Special Reports

Avoid Disaster Downtime

Find information on disaster recovery and backup strategies.

A surprising number of businesses today lack good backup and recovery planning. Worse, many struck by a disaster simply don't survive. What would happen if a hurricane, flood, tornado, or an earthquake destroyed your business' data center? Or what if a simple hardware or software failure caused one of your vital databases to become corrupt? If you don't have a backup and recovery plan, you need to start implementing one today. If you do have a plan, it's a good time to review it and make sure you're doing everything possible to protect your company's valuable data.

In this article, I'll discuss some best practices for creating a backup and recovery plan to ensure your business can get back up and running quickly. In the new .NET world, the traditional guidelines still apply; however, there are a few things that you should pay particular attention to and I'll address those as well.

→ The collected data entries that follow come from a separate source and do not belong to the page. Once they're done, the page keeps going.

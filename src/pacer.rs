use std::time::Duration;

use tokio::sync::Mutex;
use tokio::time::Instant;

use crate::config::PacingConfig;

/// Upper bound on a single wait, whatever the configured rate.
const MAX_WAIT: Duration = Duration::from_secs(3600);

/// Token bucket limiting how fast record operations are issued.
///
/// The bucket starts full, so the first `burst` acquisitions return
/// immediately.
pub struct Pacer {
    rate: f64,
    burst: f64,
    state: Mutex<Bucket>,
}

struct Bucket {
    tokens: f64,
    last: Instant,
}

impl Pacer {
    #[must_use]
    pub fn new(config: PacingConfig) -> Self {
        let burst = f64::from(config.burst.max(1));
        Self {
            rate: config.requests_per_second,
            burst,
            state: Mutex::new(Bucket {
                tokens: burst,
                last: Instant::now(),
            }),
        }
    }

    #[must_use]
    pub const fn is_enabled(&self) -> bool {
        self.rate > 0.0
    }

    /// Wait until a token is available and take it.
    pub async fn acquire(&self) {
        if !self.is_enabled() {
            return;
        }

        let mut bucket = self.state.lock().await;
        let now = Instant::now();
        let elapsed = now.duration_since(bucket.last).as_secs_f64();
        bucket.tokens = elapsed.mul_add(self.rate, bucket.tokens).min(self.burst);
        bucket.last = now;

        if bucket.tokens < 1.0 {
            let wait = Duration::try_from_secs_f64((1.0 - bucket.tokens) / self.rate)
                .map_or(MAX_WAIT, |wait| wait.min(MAX_WAIT));
            tokio::time::sleep(wait).await;
            bucket.tokens = 0.0;
            bucket.last = Instant::now();
        } else {
            bucket.tokens -= 1.0;
        }
    }
}
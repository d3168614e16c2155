use std::path::PathBuf;

use clap::Parser;
use tracing::info;

use crate::config::{Config, DEFAULT_CONFIG_PATH, UpdatePolicy};
use crate::dns::cloudflare::Cloudflare;
use crate::error::ReconcileResult;
use crate::reconcile::Reconciler;
use crate::report::ReconcileReport;

#[derive(Parser, Debug)]
#[command(name = "tunnel-dns", version)]
#[command(about = "Point every configured subdomain at a tunnel via Cloudflare CNAME records")]
pub struct Cli {
    /// Desired-state file
    #[arg(long, short, default_value = DEFAULT_CONFIG_PATH)]
    pub config: PathBuf,

    /// Look up records but make no changes
    #[arg(long)]
    pub dry_run: bool,

    /// Skip updates for records that already match
    #[arg(long)]
    pub diff_aware: bool,

    /// Zones to reconcile at once
    #[arg(long)]
    pub concurrency: Option<usize>,

    /// Log filter, overridden by RUST_LOG
    #[arg(long, default_value = "info")]
    pub log_level: String,
}

impl Cli {
    /// Load the config file and apply command-line overrides.
    pub fn load_config(&self) -> ReconcileResult<Config> {
        let mut config = Config::load(&self.config)?;
        if self.diff_aware {
            config.update = UpdatePolicy::WhenChanged;
        }
        if let Some(concurrency) = self.concurrency {
            config.zone_concurrency = concurrency;
        }
        config.validate()?;
        Ok(config)
    }

    /// Load configuration, check credentials, then reconcile.
    ///
    /// The credential is checked before any network call.
    pub async fn execute(&self) -> ReconcileResult<ReconcileReport> {
        let config = self.load_config()?;
        let api = Cloudflare::from_env(&config.api)?;

        info!(
            config = %self.config.display(),
            target = %config.target,
            entries = config.entry_count(),
            dry_run = self.dry_run,
            "reconciling"
        );

        Reconciler::new(&api, &config)
            .dry_run(self.dry_run)
            .run()
            .await
    }
}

Creating and implementing a backup and recovery plan can be complex and time consuming. As a first step, consider putting together a team to tackle this task. The team should include management, the IT staff, and, possibly, third-party vendors. Management can provide the business-analysis and decision-making expertise, while the IT staff can offer the technical expertise and can inform management about what is and what isn't possible to implement. Third-party vendors have both technical and business case information with regard to their products and services. They might also impart a valuable external point of view.

It's often helpful to create a plan for each individual application when outlining backup and recovery strategies. When they're complete, you can combine them into an overall plan for your business. At this time, it's wise to consider any application interdependencies that might affect backup and recovery procedures.

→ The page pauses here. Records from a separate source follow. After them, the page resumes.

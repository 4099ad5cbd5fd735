//! This module provides the Gene struct, representing a gene of the model
use std::fmt::{Display, Formatter};
use std::hash::Hash;

use derive_builder::Builder;

/// Structure Representing a Gene
///
/// Genes carry no expression value themselves; expression data lives in an
/// [`ExpressionMap`](crate::eflux::ExpressionMap) keyed by gene id. The model's
/// gene set only delimits which expression records are retained.
#[derive(Builder, Clone, Debug, Eq, PartialEq)]
pub struct Gene {
    /// Used to identify the gene
    pub id: String,
    /// Human Readable Gene Name
    #[builder(default = "None")]
    pub name: Option<String>,
    /// Notes about the gene
    #[builder(default = "None")]
    pub notes: Option<String>,
    /// Gene Annotations
    #[builder(default = "None")]
    pub annotation: Option<String>,
}

impl Gene {
    pub fn new(
        id: String,
        name: Option<String>,
        notes: Option<String>,
        annotation: Option<String>,
    ) -> Gene {
        Gene {
            id,
            name,
            notes,
            annotation,
        }
    }
}

impl Display for Gene {
    fn fmt(&self, f: &mut Formatter<'_>) -> std::fmt::Result {
        write!(f, "{}", self.id)
    }
}

impl Hash for Gene {
    fn hash<H: std::hash::Hasher>(&self, state: &mut H) {
        self.id.hash(state);
    }
}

First, determine every application, and its associated data, you need to back up. Simply make out a big list, and collaborate with your team to make sure nothing is overlooked. Include any services your application relies on, such as the Domain Name System (DNS), directory, and certificate services (see the sidebar, "Create a Backup Checklist"). The ability to restore an application itself isn't useful if it doesn't function because a required service it depends on is unavailable. If you plan to back up any databases, be sure to include any transaction logs as well.

Set Your Schedule
Once you know what to backup, you need to determine how often to do it. To create a backup schedule, consider these questions: How much data can my business afford to lose? (A week, a day, a single transaction?) And how much can my business afford to spend on backups?

A typical scenario is to perform full backups once a week, and incremental backups daily (see Table 1). Full backups might impact application performance, so doing them daily often isn't feasible. Additionally, because they back up everything, full backups also require more storage media, which can increase costs. Incremental backups, however, back up only what has changed since the last full or incremental backup, saving backup time and media storage space.

The downside to incremental backups is that they take longer to restore. For example, suppose you perform a full backup on Saturday night and incremental backups daily Sunday through Friday night. If your application fails on Saturday morning, you'll have to restore your last full backup and the last six incremental backups. Differential backups offer an alternative to incremental backups. Differential backups also back up changes from the last full or incremental backup, but they don't back up changes since the last differential backup. So, if you replace the incremental backups in the previous scenario with differential backups, at most, you'll have to restore the last full backup and the last differential backup.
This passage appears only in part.